(Supplied entries)
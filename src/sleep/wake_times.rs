use chrono::{DateTime, Duration, Utc};

use crate::models::WakeTimeOption;
use crate::sleep::config::TrackingConfig;

/// Wake times that land on a cycle boundary after sleep onset, fewest cycles first.
///
/// Onset is `bed_time` plus the fall-asleep latency; each option is onset plus
/// `cycles * cycle length` for every cycle count in `min_cycles..=max_cycles`.
pub fn calculate_wake_times(bed_time: DateTime<Utc>, config: &TrackingConfig) -> Vec<WakeTimeOption> {
    let onset = bed_time + Duration::minutes(i64::from(config.fall_asleep_minutes));
    let cycle_minutes = i64::from(config.sleep_cycle_minutes);

    (config.min_cycles..=config.max_cycles)
        .map(|cycles| WakeTimeOption {
            time: onset + Duration::minutes(i64::from(cycles) * cycle_minutes),
            cycles,
            label: cycle_label(cycles, config.sleep_cycle_minutes),
        })
        .collect()
}

fn cycle_label(cycles: u32, cycle_minutes: u32) -> String {
    let hours = f64::from(cycles * cycle_minutes) / 60.0;
    format!("{cycles} cycles ({hours}h)")
}
use std::sync::Arc;

use anyhow::{anyhow, bail, Context, Result};
use log::info;
use tokio::task::JoinHandle;
use tokio_util::sync::CancellationToken;

use crate::clock::Clock;
use crate::sleep::TrackingConfig;
use crate::tracker::SharedTrackerState;

use super::input::{AudioInput, MicrophoneGuard};
use super::loop_worker::{monitor_loop, MonitorContext};

/// Owns the sampling task for the active session, if any.
pub struct NoiseMonitor {
    handle: Option<JoinHandle<MicrophoneGuard>>,
    cancel_token: Option<CancellationToken>,
}

impl Default for NoiseMonitor {
    fn default() -> Self {
        Self::new()
    }
}

impl NoiseMonitor {
    pub fn new() -> Self {
        Self {
            handle: None,
            cancel_token: None,
        }
    }

    pub fn is_running(&self) -> bool {
        self.handle.is_some()
    }

    /// Acquire the microphone and start sampling for `session_id`.
    ///
    /// Fails without spawning anything when the device cannot be acquired.
    pub async fn start(
        &mut self,
        session_id: String,
        input: Arc<dyn AudioInput>,
        state: SharedTrackerState,
        clock: Arc<dyn Clock>,
        config: TrackingConfig,
    ) -> Result<()> {
        if self.handle.is_some() {
            bail!("noise monitor already active");
        }

        // Opening a device can block on the platform audio service.
        let handle = tokio::task::spawn_blocking(move || input.acquire())
            .await
            .map_err(|err| anyhow!("microphone acquire worker join failed: {err}"))?
            .context("failed to acquire microphone")?;
        let mic = MicrophoneGuard::new(handle);

        let cancel_token = CancellationToken::new();
        let ctx = MonitorContext {
            session_id,
            state,
            clock,
            config,
        };

        let join = tokio::spawn(monitor_loop(mic, ctx, cancel_token.clone()));

        self.handle = Some(join);
        self.cancel_token = Some(cancel_token);
        Ok(())
    }

    /// Cancel sampling, settle any in-flight clip and wait until the microphone is released.
    ///
    /// If the task panicked instead, the guard was already dropped during unwinding.
    pub async fn stop(&mut self) -> Result<()> {
        if let Some(token) = self.cancel_token.take() {
            token.cancel();
        }

        if let Some(handle) = self.handle.take() {
            let mic = handle
                .await
                .context("noise monitor task failed to join")?;

            // Releasing joins the device thread.
            tokio::task::spawn_blocking(move || drop(mic))
                .await
                .context("microphone release worker failed to join")?;
            info!("noise monitor stopped");
        }
        Ok(())
    }
}
use std::{path::PathBuf, time::Duration};

use anyhow::{anyhow, Context, Result};
use chrono::{DateTime, Local, NaiveTime, TimeZone, Utc};
use clap::{Parser, Subcommand};
use serde::Serialize;

use crate::audio::ambient::AmbientSound;
use crate::sleep::{chart_sessions, QualityBand, StatsRange};
use crate::AppState;

#[derive(Debug, Parser)]
#[command(name = "sleeptrack", version, about = "Track sleep sessions and capture night-time noise")]
pub struct Cli {
    #[command(subcommand)]
    pub command: Command,
}

#[derive(Debug, Subcommand)]
pub enum Command {
    /// Start a session, keep listening until Ctrl-C, then finish it
    Track {
        /// Alarm time as HH:MM (next occurrence, local time)
        #[arg(long)]
        alarm: Option<String>,
    },
    /// Cycle-aligned wake times for a bed time
    WakeTimes {
        /// Bed time as HH:MM (next occurrence, local time); defaults to now
        #[arg(long)]
        bed: Option<String>,
    },
    /// Completed sessions, newest first
    History,
    /// Aggregate statistics
    Stats {
        #[arg(long, default_value = "week")]
        range: StatsRange,
    },
    /// Remove a completed session
    Delete { id: String },
    /// Play back a captured noise recording
    Play { recording_id: String },
    /// Loop an ambient sound (ocean, rain, wind, nature) until Ctrl-C
    Sounds {
        sound: AmbientSound,
        /// Volume from 0.0 to 1.0; remembered for next time
        #[arg(long)]
        volume: Option<f32>,
        /// Start muted; remembered until --unmute
        #[arg(long, conflicts_with = "unmute")]
        mute: bool,
        #[arg(long)]
        unmute: bool,
    },
}

/// Longest a recording is allowed to keep the `play` command alive.
const PLAYBACK_LIMIT: Duration = Duration::from_secs(120);

/// Next local occurrence of `HH:MM` at or after `now`.
fn next_occurrence(raw: &str, now: DateTime<Utc>) -> Result<DateTime<Utc>> {
    let time = NaiveTime::parse_from_str(raw, "%H:%M")
        .with_context(|| format!("expected HH:MM, got '{raw}'"))?;

    let local_now = now.with_timezone(&Local);
    let mut date = local_now.date_naive();
    loop {
        let candidate = Local
            .from_local_datetime(&date.and_time(time))
            .earliest()
            .ok_or_else(|| anyhow!("{raw} does not exist on {date} in local time"))?;
        if candidate >= local_now {
            return Ok(candidate.with_timezone(&Utc));
        }
        date = date
            .succ_opt()
            .ok_or_else(|| anyhow!("date overflow resolving {raw}"))?;
    }
}

fn print_json<T: Serialize>(value: &T) -> Result<()> {
    println!("{}", serde_json::to_string_pretty(value)?);
    Ok(())
}

#[derive(Serialize)]
#[serde(rename_all = "camelCase")]
struct HistoryRow<'a> {
    #[serde(flatten)]
    session: &'a crate::SleepSession,
    quality_band: Option<&'static str>,
}

pub async fn dispatch(command: Command, app: &AppState) -> Result<()> {
    let tracker = &app.tracker;

    match command {
        Command::Track { alarm } => {
            let alarm = alarm
                .as_deref()
                .map(|raw| next_occurrence(raw, Utc::now()))
                .transpose()?;

            let session = tracker.start_tracking(alarm).await;
            print_json(&session)?;

            tokio::signal::ctrl_c()
                .await
                .context("failed to listen for Ctrl-C")?;

            if let Some(completed) = tracker.stop_tracking().await {
                print_json(&completed)?;
            }
        }
        Command::WakeTimes { bed } => {
            let bed_time = match bed {
                Some(raw) => next_occurrence(&raw, Utc::now())?,
                None => Utc::now(),
            };
            print_json(&tracker.calculate_wake_times(bed_time))?;
        }
        Command::History => {
            let sessions = tracker.sessions().await;
            let rows: Vec<HistoryRow<'_>> = sessions
                .iter()
                .map(|session| HistoryRow {
                    session,
                    quality_band: session
                        .sleep_quality
                        .map(|q| QualityBand::from_score(q).as_str()),
                })
                .collect();
            print_json(&rows)?;
        }
        Command::Stats { range } => {
            let stats = tracker.stats(range).await;
            let sessions = tracker.sessions().await;
            let chart = chart_sessions(&sessions, range, Utc::now());
            print_json(&serde_json::json!({ "stats": stats, "chart": chart }))?;
        }
        Command::Delete { id } => {
            if !tracker.delete_session(&id).await {
                println!("no session with id {id}");
            }
        }
        Command::Play { recording_id } => {
            let recording = tracker
                .find_recording(&recording_id)
                .await
                .ok_or_else(|| anyhow!("no recording with id {recording_id}"))?;

            app.playback.play_file(PathBuf::from(&recording.uri))?;
            let started = tokio::time::Instant::now();
            while app.playback.is_playing() && started.elapsed() < PLAYBACK_LIMIT {
                tokio::time::sleep(Duration::from_millis(250)).await;
            }
            app.playback.stop()?;
        }
        Command::Sounds {
            sound,
            volume,
            mute,
            unmute,
        } => {
            let mut prefs = app.settings.sounds();
            if let Some(volume) = volume {
                prefs.volume = volume;
            }
            if mute {
                prefs.muted = true;
            }
            if unmute {
                prefs.muted = false;
            }
            if volume.is_some() || mute || unmute {
                app.settings.update_sounds(prefs)?;
                prefs = app.settings.sounds();
            }

            app.playback.play_ambient(sound)?;
            app.playback.set_volume(prefs.effective_volume())?;
            println!(
                "playing {} at {:.0}%{}; Ctrl-C to stop",
                sound.name(),
                prefs.volume * 100.0,
                if prefs.muted { " (muted)" } else { "" }
            );

            tokio::signal::ctrl_c()
                .await
                .context("failed to listen for Ctrl-C")?;
            app.playback.stop()?;
        }
    }

    Ok(())
}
(End Supplied entries)
Only lines with the word "match" are wanted, so copy each one from the records.

- _The answer_
    match command {
            let bed_time = match bed {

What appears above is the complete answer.